- Assignment -
For the entries below, work out how many lines contain the string "jsonwebtoken" and write only the number.

- Material for this task -
/// JWT token creation and validation
///
/// Tokens are signed with HS256 and carry the user's identity and role so
/// request handlers can gate admin routes without a database round trip.
///
/// # Token Types
///
/// - **Access Token**: short-lived (24h), used on every API request
/// - **Refresh Token**: long-lived (30d), exchanged for new access tokens
///
/// # Example
///
/// ```
/// use taskdeck_shared::auth::jwt::{create_token, validate_token, Claims, TokenType};
/// use taskdeck_shared::models::user::UserRole;
/// use uuid::Uuid;
///
/// # fn example() -> Result<(), Box<dyn std::error::Error>> {
/// let claims = Claims::new(Uuid::new_v4(), "ada", UserRole::Customer, TokenType::Access);
/// let token = create_token(&claims, "secret-key-of-at-least-32-bytes!")?;
///
/// let validated = validate_token(&token, "secret-key-of-at-least-32-bytes!")?;
/// assert_eq!(validated.username, "ada");
/// # Ok(())
/// # }
/// ```

use chrono::{Duration, Utc};
use jsonwebtoken::{decode, encode, Algorithm, DecodingKey, EncodingKey, Header, Validation};
use serde::{Deserialize, Serialize};
use uuid::Uuid;

use crate::models::user::UserRole;

/// Token issuer baked into every claim set
const ISSUER: &str = "taskdeck";

/// Error type for JWT operations
#[derive(Debug, thiserror::Error)]
pub enum JwtError {
    /// Failed to create token
    #[error("Failed to create token: {0}")]
    CreateError(String),

    /// Failed to validate token
    #[error("Failed to validate token: {0}")]
    ValidationError(String),

    /// Token has expired
    #[error("Token has expired")]
    Expired,

    /// Invalid issuer
    #[error("Invalid token issuer")]
    InvalidIssuer,
}

/// Token type identifier
#[derive(Debug, Clone, Copy, PartialEq, Eq, Serialize, Deserialize)]
#[serde(rename_all = "lowercase")]
pub enum TokenType {
    /// Access token (24 hours)
    Access,

    /// Refresh token (30 days)
    Refresh,
}

impl TokenType {
    /// Default expiration for this token type
    pub fn default_expiration(&self) -> Duration {
        match self {
            TokenType::Access => Duration::hours(24),
            TokenType::Refresh => Duration::days(30),
        }
    }
}

/// JWT claims
///
/// Standard claims (`sub`, `iss`, `iat`, `exp`, `nbf`) plus the TaskDeck
/// claims: `username` and `role` for request handling, `token_type` to
/// keep refresh tokens off the API surface.
#[derive(Debug, Clone, Serialize, Deserialize)]
pub struct Claims {
    /// Subject — user ID
    pub sub: Uuid,

    /// Issuer — always "taskdeck"
    pub iss: String,

    /// Issued at (Unix timestamp)
    pub iat: i64,

    /// Expiration time (Unix timestamp)
    pub exp: i64,

    /// Not before (Unix timestamp)
    pub nbf: i64,

    /// Login name (custom claim)
    pub username: String,

    /// Account role (custom claim)
    pub role: UserRole,

    /// Token type (custom claim)
    pub token_type: TokenType,
}

impl Claims {
    /// Creates claims with the default expiration for the token type
    pub fn new(user_id: Uuid, username: &str, role: UserRole, token_type: TokenType) -> Self {
        Self::with_expiration(user_id, username, role, token_type, token_type.default_expiration())
    }

    /// Creates claims with a custom expiration
    pub fn with_expiration(
        user_id: Uuid,
        username: &str,
        role: UserRole,
        token_type: TokenType,
        expires_in: Duration,
    ) -> Self {
        let now = Utc::now();

        Self {
            sub: user_id,
            iss: ISSUER.to_string(),
            iat: now.timestamp(),
            exp: (now + expires_in).timestamp(),
            nbf: now.timestamp(),
            username: username.to_string(),
            role,
            token_type,
        }
    }

    /// Checks if the token has expired
    pub fn is_expired(&self) -> bool {
        Utc::now().timestamp() >= self.exp
    }
}

/// Creates a signed JWT from claims
///
/// The secret should be at least 32 bytes, randomly generated, and kept
/// out of source control.
///
/// # Errors
///
/// Returns `JwtError::CreateError` if encoding fails
pub fn create_token(claims: &Claims, secret: &str) -> Result<String, JwtError> {
    let header = Header::new(Algorithm::HS256);
    let key = EncodingKey::from_secret(secret.as_bytes());

    encode(&header, claims, &key)
        .map_err(|e| JwtError::CreateError(format!("Token encoding failed: {}", e)))
}

/// Validates a JWT and extracts its claims
///
/// Verifies the signature, expiration, not-before time, and issuer.
pub fn validate_token(token: &str, secret: &str) -> Result<Claims, JwtError> {
    let key = DecodingKey::from_secret(secret.as_bytes());

    let mut validation = Validation::new(Algorithm::HS256);
    validation.set_issuer(&[ISSUER]);
    validation.validate_exp = true;
    validation.validate_nbf = true;

    let token_data = decode::<Claims>(token, &key, &validation).map_err(|e| match e.kind() {
        jsonwebtoken::errors::ErrorKind::ExpiredSignature => JwtError::Expired,
        jsonwebtoken::errors::ErrorKind::InvalidIssuer => JwtError::InvalidIssuer,
        _ => JwtError::ValidationError(format!("Token validation failed: {}", e)),
    })?;

    Ok(token_data.claims)
}

/// Validates a token and requires it to be an access token
pub fn validate_access_token(token: &str, secret: &str) -> Result<Claims, JwtError> {
    let claims = validate_token(token, secret)?;

    if claims.token_type != TokenType::Access {
        return Err(JwtError::ValidationError(
            "Expected access token, got refresh token".to_string(),
        ));
    }

    Ok(claims)
}

/// Validates a token and requires it to be a refresh token
pub fn validate_refresh_token(token: &str, secret: &str) -> Result<Claims, JwtError> {
    let claims = validate_token(token, secret)?;

    if claims.token_type != TokenType::Refresh {
        return Err(JwtError::ValidationError(
            "Expected refresh token, got access token".to_string(),
        ));
    }

    Ok(claims)
}

/// Exchanges a valid refresh token for a new access token
///
/// The new access token carries the same user identity and role.
///
/// # Errors
///
/// Returns an error if the refresh token is invalid or expired
pub fn refresh_access_token(refresh_token: &str, secret: &str) -> Result<String, JwtError> {
    let refresh_claims = validate_refresh_token(refresh_token, secret)?;

    let access_claims = Claims::new(
        refresh_claims.sub,
        &refresh_claims.username,
        refresh_claims.role,
        TokenType::Access,
    );

    create_token(&access_claims, secret)
}

#[cfg(test)]
mod tests {
    use super::*;

    const SECRET: &str = "test-secret-key-at-least-32-bytes-long";

    #[test]
    fn test_token_type_expiration() {
        assert_eq!(TokenType::Access.default_expiration(), Duration::hours(24));
        assert_eq!(TokenType::Refresh.default_expiration(), Duration::days(30));
    }

    #[test]
    fn test_claims_carry_identity_and_role() {
        let user_id = Uuid::new_v4();
        let claims = Claims::new(user_id, "ada", UserRole::Admin, TokenType::Access);

        assert_eq!(claims.sub, user_id);
        assert_eq!(claims.username, "ada");
        assert_eq!(claims.role, UserRole::Admin);
        assert_eq!(claims.iss, "taskdeck");
        assert!(!claims.is_expired());
    }

    #[test]
    fn test_create_and_validate_token() {
        let user_id = Uuid::new_v4();
        let claims = Claims::new(user_id, "grace", UserRole::User, TokenType::Access);
        let token = create_token(&claims, SECRET).expect("Should create token");

        let validated = validate_token(&token, SECRET).expect("Should validate token");
        assert_eq!(validated.sub, user_id);
        assert_eq!(validated.username, "grace");
        assert_eq!(validated.role, UserRole::User);
        assert_eq!(validated.token_type, TokenType::Access);
    }

    #[test]
    fn test_validate_with_wrong_secret() {
        let claims = Claims::new(Uuid::new_v4(), "ada", UserRole::Customer, TokenType::Access);
        let token = create_token(&claims, SECRET).expect("Should create token");

        assert!(validate_token(&token, "a-different-secret-of-32-bytes!!").is_err());
    }

    #[test]
    fn test_validate_expired_token() {
        let claims = Claims::with_expiration(
            Uuid::new_v4(),
            "ada",
            UserRole::Customer,
            TokenType::Access,
            Duration::seconds(-3600),
        );

        assert!(claims.is_expired());

        let token = create_token(&claims, SECRET).expect("Should create token");
        let result = validate_token(&token, SECRET);

        assert!(matches!(result.unwrap_err(), JwtError::Expired));
    }

    #[test]
    fn test_access_and_refresh_are_not_interchangeable() {
        let access = Claims::new(Uuid::new_v4(), "ada", UserRole::Customer, TokenType::Access);
        let refresh = Claims::new(Uuid::new_v4(), "ada", UserRole::Customer, TokenType::Refresh);

        let access_token = create_token(&access, SECRET).unwrap();
        let refresh_token = create_token(&refresh, SECRET).unwrap();

        assert!(validate_access_token(&access_token, SECRET).is_ok());
        assert!(validate_access_token(&refresh_token, SECRET).is_err());
        assert!(validate_refresh_token(&refresh_token, SECRET).is_ok());
        assert!(validate_refresh_token(&access_token, SECRET).is_err());
    }

    #[test]
    fn test_refresh_access_token_preserves_identity() {
        let user_id = Uuid::new_v4();
        let refresh_claims = Claims::new(user_id, "grace", UserRole::Admin, TokenType::Refresh);
        let refresh_token = create_token(&refresh_claims, SECRET).unwrap();

        let new_access = refresh_access_token(&refresh_token, SECRET).unwrap();
        let validated = validate_access_token(&new_access, SECRET).unwrap();

        assert_eq!(validated.sub, user_id);
        assert_eq!(validated.username, "grace");
        assert_eq!(validated.role, UserRole::Admin);
    }
}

- Answer to the exercise -
3